A*STAR Singapore shows how easy it is

The crypto scheme applied to second generation (2G) mobile phone data can be hacked within seconds, security researchers have demonstrated.

The work by researchers from the Agency for Science, Technology and Research (A*STAR), Singapore shows that breaking the A5/1 stream cipher used by 2G is possible using commodity hardware.

Security experts have known the A5/1 was breakable since 2009, so what the Singapore team has done is illustrate the ease with which this is now possible, re-emphasizing the need to update remaining 2G-based mobile communications networks.

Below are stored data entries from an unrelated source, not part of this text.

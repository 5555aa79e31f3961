use std::path::PathBuf;
use std::time::Duration;

use serde::{Deserialize, Serialize};

use crate::browser::driver::{Driver, WaitUntil};
use crate::browser::locator::Locator;
use crate::error::BrowserError;

pub const DEFAULT_BASE_URL: &str = "https://automationexercise.com";

const COOKIE_CONSENT_BUTTON: &str = "button:has-text('Einwilligen')";

/// Site and timing settings shared by every page object of a session.
#[derive(Debug, Clone, PartialEq, Serialize, Deserialize)]
pub struct PageConfig {
    pub base_url: String,
    pub screenshots_dir: PathBuf,
    /// Multiplier for fixed settle delays. 0.0 disables them.
    pub settle_scale: f64,
    pub probe_timeout_ms: u64,
}

impl Default for PageConfig {
    fn default() -> Self {
        Self {
            base_url: DEFAULT_BASE_URL.to_string(),
            screenshots_dir: PathBuf::from("screenshots"),
            settle_scale: 1.0,
            probe_timeout_ms: 5000,
        }
    }
}

impl PageConfig {
    pub fn probe_timeout(&self) -> Duration {
        Duration::from_millis(self.probe_timeout_ms)
    }

    /// Absolute URL for a site route such as `/products`.
    pub fn url(&self, path: &str) -> String {
        let base = self.base_url.trim_end_matches('/');
        if path.is_empty() {
            base.to_string()
        } else if path.starts_with('/') {
            format!("{}{}", base, path)
        } else {
            format!("{}/{}", base, path)
        }
    }
}

/// Outcome of a visibility probe.
#[derive(Debug, Clone, PartialEq, Eq)]
pub enum Probe {
    Visible,
    Hidden,
    TimedOut,
    Failed(String),
}

impl Probe {
    pub fn is_visible(&self) -> bool {
        matches!(self, Probe::Visible)
    }
}

/// Shared behaviour for every page object: one driver handle plus the
/// session's page settings.
#[derive(Clone, Copy)]
pub struct BasePage<'a> {
    driver: &'a dyn Driver,
    config: &'a PageConfig,
}

impl<'a> BasePage<'a> {
    pub fn new(driver: &'a dyn Driver, config: &'a PageConfig) -> Self {
        Self { driver, config }
    }

    pub fn driver(&self) -> &'a dyn Driver {
        self.driver
    }

    pub fn config(&self) -> &'a PageConfig {
        self.config
    }

    // =====================================================================
    // Actions
    // =====================================================================

    /// Load `url` and wait for DOMContentLoaded.
    pub fn navigate(&self, url: &str) -> Result<(), BrowserError> {
        tracing::debug!(url, "navigate");
        self.driver.navigate(url, WaitUntil::DomContentLoaded, None)?;
        self.driver.wait_for_load_state(WaitUntil::DomContentLoaded, None)
    }

    /// Navigate to a site route relative to the base URL.
    pub fn open(&self, path: &str) -> Result<(), BrowserError> {
        self.navigate(&self.config.url(path))
    }

    pub fn click(&self, locator: &Locator) -> Result<(), BrowserError> {
        tracing::trace!(%locator, "click");
        self.driver.click(locator)
    }

    pub fn fill(&self, locator: &Locator, text: &str) -> Result<(), BrowserError> {
        tracing::trace!(%locator, "fill");
        self.driver.fill(locator, text)
    }

    /// Fixed settle delay, scaled by `settle_scale`.
    pub fn settle(&self, ms: u64) {
        let scaled = (ms as f64 * self.config.settle_scale.max(0.0)) as u64;
        if scaled > 0 {
            std::thread::sleep(Duration::from_millis(scaled));
        }
    }

    // =====================================================================
    // Queries
    // =====================================================================

    /// Wait up to `timeout` for `locator` to become visible.
    ///
    /// Never fails: every driver error is folded into the returned `Probe`.
    pub fn probe(&self, locator: &Locator, timeout: Duration) -> Probe {
        if timeout.is_zero() {
            return match self.driver.is_visible(locator) {
                Ok(true) => Probe::Visible,
                Ok(false) => Probe::Hidden,
                Err(e) => Probe::Failed(e.to_string()),
            };
        }
        match self.driver.wait_for_visible(locator, timeout) {
            Ok(()) => match self.driver.is_visible(locator) {
                Ok(true) => Probe::Visible,
                Ok(false) => Probe::Hidden,
                Err(e) => Probe::Failed(e.to_string()),
            },
            Err(e) if e.is_timeout() => Probe::TimedOut,
            Err(e) => Probe::Failed(e.to_string()),
        }
    }

    pub fn is_visible(&self, locator: &Locator, timeout: Duration) -> bool {
        let probe = self.probe(locator, timeout);
        if let Probe::Failed(reason) = &probe {
            tracing::debug!(%locator, reason = %reason, "visibility probe failed");
        }
        probe.is_visible()
    }

    /// `is_visible` with the configured default probe timeout.
    pub fn is_shown(&self, locator: &Locator) -> bool {
        self.is_visible(locator, self.config.probe_timeout())
    }

    /// Condition-based wait that propagates failure.
    pub fn wait_until_visible(
        &self,
        locator: &Locator,
        timeout: Duration,
    ) -> Result<(), BrowserError> {
        self.driver.wait_for_visible(locator, timeout)
    }

    /// Text content of the element, empty when it has none.
    pub fn text(&self, locator: &Locator) -> Result<String, BrowserError> {
        Ok(self.driver.text_content(locator)?.unwrap_or_default())
    }

    /// Trimmed text content.
    pub fn trimmed_text(&self, locator: &Locator) -> Result<String, BrowserError> {
        Ok(self.text(locator)?.trim().to_string())
    }

    pub fn count(&self, locator: &Locator) -> Result<usize, BrowserError> {
        self.driver.count(locator)
    }

    pub fn title(&self) -> Result<String, BrowserError> {
        self.driver.title()
    }

    pub fn current_url(&self) -> Result<String, BrowserError> {
        self.driver.current_url()
    }

    /// Rendered text of the whole `<body>`.
    pub fn body_text(&self) -> Result<String, BrowserError> {
        self.text(&Locator::new("body"))
    }

    /// Browser validation message of a form control (empty when valid).
    pub fn validation_message(&self, locator: &Locator) -> Result<String, BrowserError> {
        let value = self
            .driver
            .evaluate_on(locator, "el => el.validationMessage")?;
        Ok(value.as_str().unwrap_or_default().to_string())
    }

    // =====================================================================
    // Page utilities
    // =====================================================================

    /// Click the consent button if it shows up within 3 s. Best-effort.
    pub fn dismiss_cookie_banner(&self) {
        let button = Locator::new(COOKIE_CONSENT_BUTTON);
        if !self.is_visible(&button, Duration::from_millis(3000)) {
            return;
        }
        match self.driver.click(&button) {
            Ok(()) => self.settle(1000),
            Err(e) => tracing::debug!(error = %e, "cookie banner click failed"),
        }
    }

    /// Full-page screenshot at `{screenshots_dir}/{name}.png`.
    pub fn screenshot(&self, name: &str) -> Result<PathBuf, BrowserError> {
        std::fs::create_dir_all(&self.config.screenshots_dir).map_err(|e| {
            BrowserError::SessionIO(format!(
                "Failed to create {}: {}",
                self.config.screenshots_dir.display(),
                e
            ))
        })?;
        let path = self.config.screenshots_dir.join(format!("{}.png", name));
        self.driver.screenshot(&path, true)?;
        Ok(path)
    }

    pub fn scroll_to_bottom(&self) -> Result<(), BrowserError> {
        self.driver
            .evaluate("window.scrollTo(0, document.body.scrollHeight)")?;
        Ok(())
    }

    pub fn scroll_to_top(&self) -> Result<(), BrowserError> {
        self.scroll_to(0)
    }

    pub fn scroll_to(&self, y: u64) -> Result<(), BrowserError> {
        self.driver.evaluate(&format!("window.scrollTo(0, {})", y))?;
        Ok(())
    }

    /// Current vertical scroll offset in pixels.
    pub fn scroll_offset(&self) -> Result<f64, BrowserError> {
        let value = self.driver.evaluate("window.pageYOffset")?;
        Ok(value.as_f64().unwrap_or(0.0))
    }

    pub fn scroll_into_view(&self, locator: &Locator) -> Result<(), BrowserError> {
        self.driver.scroll_into_view(locator)
    }
}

"GSM uses an encryption scheme called the A5/1 stream cipher to protect data," said Jiqiang Lu from the A*STAR Institute for Infocomm Research. "A5/1 uses a 64-bit secret key and a complex key-stream generator to make it resistant to elementary attacks such as exhaustive key searches and dictionary attacks."

Weaknesses in the ageing A5/1 cipher, combined with the improved performance of number-crunching hardware, have rendered the crypto system crackable.

The approach adopted by the Singapore-based researchers is more sophisticated than a vanilla brute force (try every possible combination) attack. By harnessing two security weaknesses, the boffins were able to compute a look-up table using commodity hardware in 55 days. Armed with this 984GB rainbow table, determining the secret key used to encrypt communications is possible in as little as nine seconds.

"We used a rainbow table, which is constructed iteratively offline as a set of chains relating the secret key to the cipher output," Lu explained, phys.org reports.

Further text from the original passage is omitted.